For simplicity, suppose the molecular layer has two vibration modes (i.e., m=2), and suppose the plasmon frequencies ω_p1=ω_p2=128 cm⁻¹, damping rates γ₁=γ₂=γ_M=60 cm⁻¹, and resonance frequencies ω₁=1553 cm⁻¹and ω₂=1666 cm⁻¹. Using finite element (FEM) simulation, the extinction spectrum of the molecular layer is obtained, as shown by curve 1 in FIG. 1, which shows the extinction spectrum of the molecular layer at real frequency. Obviously, the key to making the resonance peaks more pronounced is to reduce the damping rate γ_M. If the real frequency o in equation (1) is replaced with the complex frequency

$\tilde{ω} = ω - \frac{i γ_{M}}{2},$

then the dielectric constant of the molecular layer becomes purely real, i.e.,

$ε (\tilde{ω}) = 1 + \frac{{ω_{p 1}}^{2}}{({ω_{1}}^{2} - ω^{2} - \frac{{γ_{M}}^{2}}{4})} + \frac{{ω_{p 1}}^{2}}{({ω_{2}}^{2} - ω^{2} - \frac{{γ_{M}}^{2}}{4})} .$

This indicates that a complex-frequency wave (CFW) with appropriate time decay can fully compensate for the damping of molecular vibration modes, i.e., it can compensate for the loss caused by molecular damping vibrations.

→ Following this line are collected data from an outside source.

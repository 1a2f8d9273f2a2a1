//! Uniform block contents shared by the object and light-marker shaders.
//!
//! Both structs MUST match the WGSL declarations in `rendering/shaders/`
//! exactly, including the padding.

use cgmath::{Matrix, Matrix4, SquareMatrix, Vector2, Vector3};

/// Per-draw uniforms (bind group 1).
///
/// Matrices are in OpenGL clip-space convention; the wgpu backend converts the
/// projection when it uploads the block.
#[repr(C)]
#[derive(Copy, Clone, Debug, PartialEq, bytemuck::Pod, bytemuck::Zeroable)]
pub struct ObjectUniforms {
    pub model: [[f32; 4]; 4],
    pub view: [[f32; 4]; 4],
    pub projection: [[f32; 4]; 4],
    /// Inverse-transpose of `model`, used to bring normals into world space.
    pub normal_matrix: [[f32; 4]; 4],
    /// `objectColor`, alpha unused.
    pub object_color: [f32; 4],
    pub uv_scale: [f32; 2],
    _padding: [f32; 2],
}
// 4 * 64 + 16 + 8 + 8 = 288 bytes

impl ObjectUniforms {
    pub fn new(
        model: Matrix4<f32>,
        view: Matrix4<f32>,
        projection: Matrix4<f32>,
        object_color: Vector3<f32>,
        uv_scale: Vector2<f32>,
    ) -> Self {
        let normal_matrix = model
            .invert()
            .unwrap_or_else(Matrix4::identity)
            .transpose();

        Self {
            model: model.into(),
            view: view.into(),
            projection: projection.into(),
            normal_matrix: normal_matrix.into(),
            object_color: [object_color.x, object_color.y, object_color.z, 1.0],
            uv_scale: uv_scale.into(),
            _padding: [0.0; 2],
        }
    }

    /// Uniforms for an unlit light marker: only the transforms matter.
    pub fn marker(model: Matrix4<f32>, view: Matrix4<f32>, projection: Matrix4<f32>) -> Self {
        Self::new(
            model,
            view,
            projection,
            Vector3::new(1.0, 1.0, 1.0),
            Vector2::new(1.0, 1.0),
        )
    }

    pub fn model_matrix(&self) -> Matrix4<f32> {
        self.model.into()
    }

    pub fn projection_matrix(&self) -> Matrix4<f32> {
        self.projection.into()
    }

    /// Returns a copy with the projection replaced.
    pub fn with_projection(mut self, projection: Matrix4<f32>) -> Self {
        self.projection = projection.into();
        self
    }
}

/// Per-frame lighting uniforms (bind group 0).
///
/// Index 0 of the scene's lights feeds the `light_*` (filler) fields and index 1
/// the `key_light_*` fields.
#[repr(C)]
#[derive(Copy, Clone, Debug, Default, PartialEq, bytemuck::Pod, bytemuck::Zeroable)]
pub struct LightingUniforms {
    /// `lightPos` (w unused)
    pub light_position: [f32; 4],
    /// `lightColor` (w unused)
    pub light_color: [f32; 4],
    /// `keyLightPos` (w unused)
    pub key_light_position: [f32; 4],
    /// `keyLightColor` (w unused)
    pub key_light_color: [f32; 4],
    /// `viewPosition` (w unused)
    pub view_position: [f32; 4],
}

impl LightingUniforms {
    pub fn new(
        filler_position: Vector3<f32>,
        filler_color: Vector3<f32>,
        key_position: Vector3<f32>,
        key_color: Vector3<f32>,
        view_position: Vector3<f32>,
    ) -> Self {
        Self {
            light_position: extend(filler_position),
            light_color: extend(filler_color),
            key_light_position: extend(key_position),
            key_light_color: extend(key_color),
            view_position: extend(view_position),
        }
    }
}

fn extend(v: Vector3<f32>) -> [f32; 4] {
    [v.x, v.y, v.z, 0.0]
}

#[cfg(test)]
mod tests {
    use super::*;

    #[test]
    fn layouts_match_shader_sizes() {
        assert_eq!(std::mem::size_of::<ObjectUniforms>(), 288);
        assert_eq!(std::mem::size_of::<LightingUniforms>(), 80);
    }

    #[test]
    fn normal_matrix_undoes_nonuniform_scale() {
        let model = Matrix4::from_nonuniform_scale(2.0, 4.0, 1.0);
        let uniforms = ObjectUniforms::new(
            model,
            Matrix4::identity(),
            Matrix4::identity(),
            Vector3::new(1.0, 1.0, 1.0),
            Vector2::new(1.0, 1.0),
        );
        let normal: Matrix4<f32> = uniforms.normal_matrix.into();
        assert_eq!(normal, Matrix4::from_nonuniform_scale(0.5, 0.25, 1.0));
    }

    #[test]
    fn normal_matrix_ignores_translation() {
        let model = Matrix4::from_translation(Vector3::new(3.0, -2.0, 1.0));
        let uniforms = ObjectUniforms::marker(model, Matrix4::identity(), Matrix4::identity());
        let normal: Matrix4<f32> = uniforms.normal_matrix.into();
        // only the upper 3x3 is used by the shader
        let n = normal * cgmath::Vector4::new(0.0, 1.0, 0.0, 0.0);
        assert_eq!(n.truncate(), Vector3::new(0.0, 1.0, 0.0));
    }

    #[test]
    fn marker_is_white() {
        let uniforms = ObjectUniforms::marker(
            Matrix4::identity(),
            Matrix4::identity(),
            Matrix4::identity(),
        );
        assert_eq!(uniforms.object_color, [1.0, 1.0, 1.0, 1.0]);
        assert_eq!(uniforms.uv_scale, [1.0, 1.0]);
    }
}
//! A [`RenderBackend`] that only records what it is asked to do.
//!
//! Meshes and textures handed out by the recorder log their own release when
//! dropped, so resource lifetimes can be checked as well as draw order.

use std::{cell::RefCell, rc::Rc};

use super::{DrawCall, DrawPrimitive, RenderBackend, ShaderKind};
use crate::{
    error::RenderError,
    gfx::{
        geometry::GeometryData,
        resources::{
            texture_loader::TextureImage,
            uniforms::{LightingUniforms, ObjectUniforms},
        },
    },
};

type EventLog = Rc<RefCell<Vec<BackendEvent>>>;

/// A draw as seen by the backend.
#[derive(Debug, Clone, PartialEq)]
pub struct RecordedDraw {
    pub shader: ShaderKind,
    pub mesh: u32,
    pub texture: Option<u32>,
    pub primitive: DrawPrimitive,
    pub uniforms: ObjectUniforms,
}

#[derive(Debug, Clone, PartialEq)]
pub enum BackendEvent {
    ShaderCreated(ShaderKind),
    MeshCreated {
        id: u32,
        label: String,
        vertex_count: usize,
        index_count: usize,
    },
    MeshUpdated {
        id: u32,
        vertex_count: usize,
        index_count: usize,
    },
    MeshReleased(u32),
    TextureCreated {
        id: u32,
        label: String,
        width: u32,
        height: u32,
    },
    TextureReleased(u32),
    FrameBegun([f64; 4]),
    LightingSet(LightingUniforms),
    Draw(RecordedDraw),
    FrameEnded,
    WireframeSet(bool),
}

#[derive(Debug)]
pub struct RecordedMesh {
    id: u32,
    log: EventLog,
}

impl RecordedMesh {
    pub fn id(&self) -> u32 {
        self.id
    }
}

impl Drop for RecordedMesh {
    fn drop(&mut self) {
        self.log.borrow_mut().push(BackendEvent::MeshReleased(self.id));
    }
}

#[derive(Debug)]
pub struct RecordedTexture {
    id: u32,
    log: EventLog,
}

impl RecordedTexture {
    pub fn id(&self) -> u32 {
        self.id
    }
}

impl Drop for RecordedTexture {
    fn drop(&mut self) {
        self.log
            .borrow_mut()
            .push(BackendEvent::TextureReleased(self.id));
    }
}

#[derive(Debug)]
pub struct RecordedShader {
    pub kind: ShaderKind,
}

#[derive(Debug, Default)]
pub struct RecordingBackend {
    log: EventLog,
    next_id: u32,
    failing_shader: Option<ShaderKind>,
}

impl RecordingBackend {
    pub fn new() -> Self {
        Self::default()
    }

    /// Makes `create_shader` fail for `kind`, to exercise startup failures.
    pub fn failing_shader(mut self, kind: ShaderKind) -> Self {
        self.failing_shader = Some(kind);
        self
    }

    pub fn events(&self) -> Vec<BackendEvent> {
        self.log.borrow().clone()
    }

    pub fn clear_events(&mut self) {
        self.log.borrow_mut().clear();
    }

    pub fn draws(&self) -> Vec<RecordedDraw> {
        self.log
            .borrow()
            .iter()
            .filter_map(|event| match event {
                BackendEvent::Draw(draw) => Some(draw.clone()),
                _ => None,
            })
            .collect()
    }

    pub fn mesh_update_count(&self) -> usize {
        self.count(|event| matches!(event, BackendEvent::MeshUpdated { .. }))
    }

    pub fn released_mesh_count(&self) -> usize {
        self.count(|event| matches!(event, BackendEvent::MeshReleased(_)))
    }

    pub fn released_texture_count(&self) -> usize {
        self.count(|event| matches!(event, BackendEvent::TextureReleased(_)))
    }

    fn count(&self, predicate: impl Fn(&BackendEvent) -> bool) -> usize {
        self.log.borrow().iter().filter(|event| predicate(event)).count()
    }

    fn push(&self, event: BackendEvent) {
        self.log.borrow_mut().push(event);
    }

    fn allocate_id(&mut self) -> u32 {
        self.next_id += 1;
        self.next_id
    }
}

impl RenderBackend for RecordingBackend {
    type Mesh = RecordedMesh;
    type Texture = RecordedTexture;
    type Shader = RecordedShader;

    fn create_shader(&mut self, kind: ShaderKind) -> Result<Self::Shader, RenderError> {
        if self.failing_shader == Some(kind) {
            return Err(RenderError::Shader {
                label: kind.label().to_string(),
                details: "forced failure".to_string(),
            });
        }
        self.push(BackendEvent::ShaderCreated(kind));
        Ok(RecordedShader { kind })
    }

    fn create_mesh(
        &mut self,
        label: &str,
        geometry: &GeometryData,
    ) -> Result<Self::Mesh, RenderError> {
        let id = self.allocate_id();
        self.push(BackendEvent::MeshCreated {
            id,
            label: label.to_string(),
            vertex_count: geometry.vertex_count(),
            index_count: geometry.indices.len(),
        });
        Ok(RecordedMesh {
            id,
            log: self.log.clone(),
        })
    }

    fn update_mesh(&mut self, mesh: &mut Self::Mesh, geometry: &GeometryData) {
        self.push(BackendEvent::MeshUpdated {
            id: mesh.id,
            vertex_count: geometry.vertex_count(),
            index_count: geometry.indices.len(),
        });
    }

    fn create_texture(
        &mut self,
        label: &str,
        image: &TextureImage,
    ) -> Result<Self::Texture, RenderError> {
        let id = self.allocate_id();
        self.push(BackendEvent::TextureCreated {
            id,
            label: label.to_string(),
            width: image.width,
            height: image.height,
        });
        Ok(RecordedTexture {
            id,
            log: self.log.clone(),
        })
    }

    fn begin_frame(&mut self, clear_color: [f64; 4]) -> Result<(), RenderError> {
        self.push(BackendEvent::FrameBegun(clear_color));
        Ok(())
    }

    fn set_lighting(&mut self, lighting: &LightingUniforms) {
        self.push(BackendEvent::LightingSet(*lighting));
    }

    fn draw(&mut self, call: DrawCall<'_, Self>) {
        self.push(BackendEvent::Draw(RecordedDraw {
            shader: call.shader.kind,
            mesh: call.mesh.id,
            texture: call.texture.map(|texture| texture.id),
            primitive: call.primitive,
            uniforms: call.uniforms,
        }));
    }

    fn end_frame(&mut self) -> Result<(), RenderError> {
        self.push(BackendEvent::FrameEnded);
        Ok(())
    }

    fn set_wireframe(&mut self, enabled: bool) {
        self.push(BackendEvent::WireframeSet(enabled));
    }
}

#[cfg(test)]
mod tests {
    use super::*;
    use crate::gfx::geometry::generate_cube;

    #[test]
    fn dropped_mesh_is_released_once() {
        let mut backend = RecordingBackend::new();
        let mesh = backend.create_mesh("cube", &generate_cube(1.0)).unwrap();
        let id = mesh.id();
        drop(mesh);

        assert_eq!(backend.released_mesh_count(), 1);
        assert_eq!(backend.events().last(), Some(&BackendEvent::MeshReleased(id)));
    }

    #[test]
    fn forced_shader_failure_only_hits_that_kind() {
        let mut backend = RecordingBackend::new().failing_shader(ShaderKind::LightMarker);
        assert!(backend.create_shader(ShaderKind::Object).is_ok());
        assert!(matches!(
            backend.create_shader(ShaderKind::LightMarker),
            Err(RenderError::Shader { .. })
        ));
    }

    #[test]
    fn ids_are_unique_across_resources() {
        let mut backend = RecordingBackend::new();
        let image = TextureImage {
            width: 1,
            height: 1,
            channels: 4,
            pixels: vec![0; 4],
        };
        let mesh = backend.create_mesh("cube", &generate_cube(1.0)).unwrap();
        let texture = backend.create_texture("tex", &image).unwrap();
        assert_ne!(mesh.id(), texture.id());

        drop(texture);
        assert_eq!(backend.released_texture_count(), 1);
        assert_eq!(backend.released_mesh_count(), 0);
        drop(mesh);
        assert_eq!(backend.released_mesh_count(), 1);
    }
}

Ideally, complex-frequency waves are divergent as time approaches negative infinity. Since it is very difficult to directly generate complex-frequency waves, a new method is used to synthesize truncated complex-frequency waves, represented as:

$E_{T} (t_{0}) = E_{0} e^{- i \tilde{ω} t_{0}} θ (t_{0})$

- where the complex frequency

$\tilde{ω} = ω = \frac{i τ}{2}, τ > 0$

is the attenuation coefficient representing the decay rate; w is the current frequency; E_T(t₀) is the intensity of the truncated complex-frequency wave; E₀is the initial intensity of the truncated complex-frequency wave (i.e., at time t₀=0); and θ(t₀) is a time truncation function to prevent energy divergence, where for t₀≥0, θ(t₀)=1, and for t₀<0, θ(t₀)=0.

Based on the Fourier transform, E_T(t₀) can be expanded as an integral of real frequency components:

$E_{T} (t_{0}) = \frac{E_{0}}{2 π} \int_{- \infty}^{+ \infty} \frac{1}{i (\tilde{ω} - ω^{'})} e^{- i ω^{'} t_{0}} d ω^{'}$

- where

$\frac{1}{i (\tilde{ω} - ω^{'})}$

- is the Fourier coefficient. Naturally, any response F({tilde over (ω)}) (such as the transmitted field, etc.) in a system excited by the truncated complex-frequency wave can be expressed as an integral of quasi-steady-state real frequency responses:

$\begin{matrix} F (\tilde{ω}) \approx \int_{- \infty}^{+ \infty} \frac{F (ω^{'}) \frac{1}{i (\tilde{ω} - ω^{'})} e^{i (\tilde{ω} - ω^{'}) t_{0}} d ω^{'}}{2 π} & (2) \end{matrix}$

- where F (ω) is the complex frequency response, which can be any physical quantity linearly responding to the incident light, such as the transmitted field, reflected field, extinction, etc. ω_nis the incident light frequency of the molecular layer, i.e., the frequency of the measurement results based on molecular optical detection, and F(ω_n) is the real frequency response obtained from the measurement results of molecular optical detection at real frequency ω_n, including amplitude and phase information, which can be expressed as Ae^iφ, where A is the amplitude and φ is the phase. n is a positive integer, and F({tilde over (ω)}) can be calculated from the real frequency responses F(ω_n) that is calculated based on the measurements and/or calculation results of multiple real frequencies ωn. The phase information in F(ω_n) can be obtained by measurement or calculation. The discrete frequencies ω₁, ω₂, . . . , ω_nare equally spaced, with an interval of Δω. Preferably, the time t₀needs to be long enough for the complex-frequency wave to enter a quasi-steady-state, resulting in a narrower final waveform peak width.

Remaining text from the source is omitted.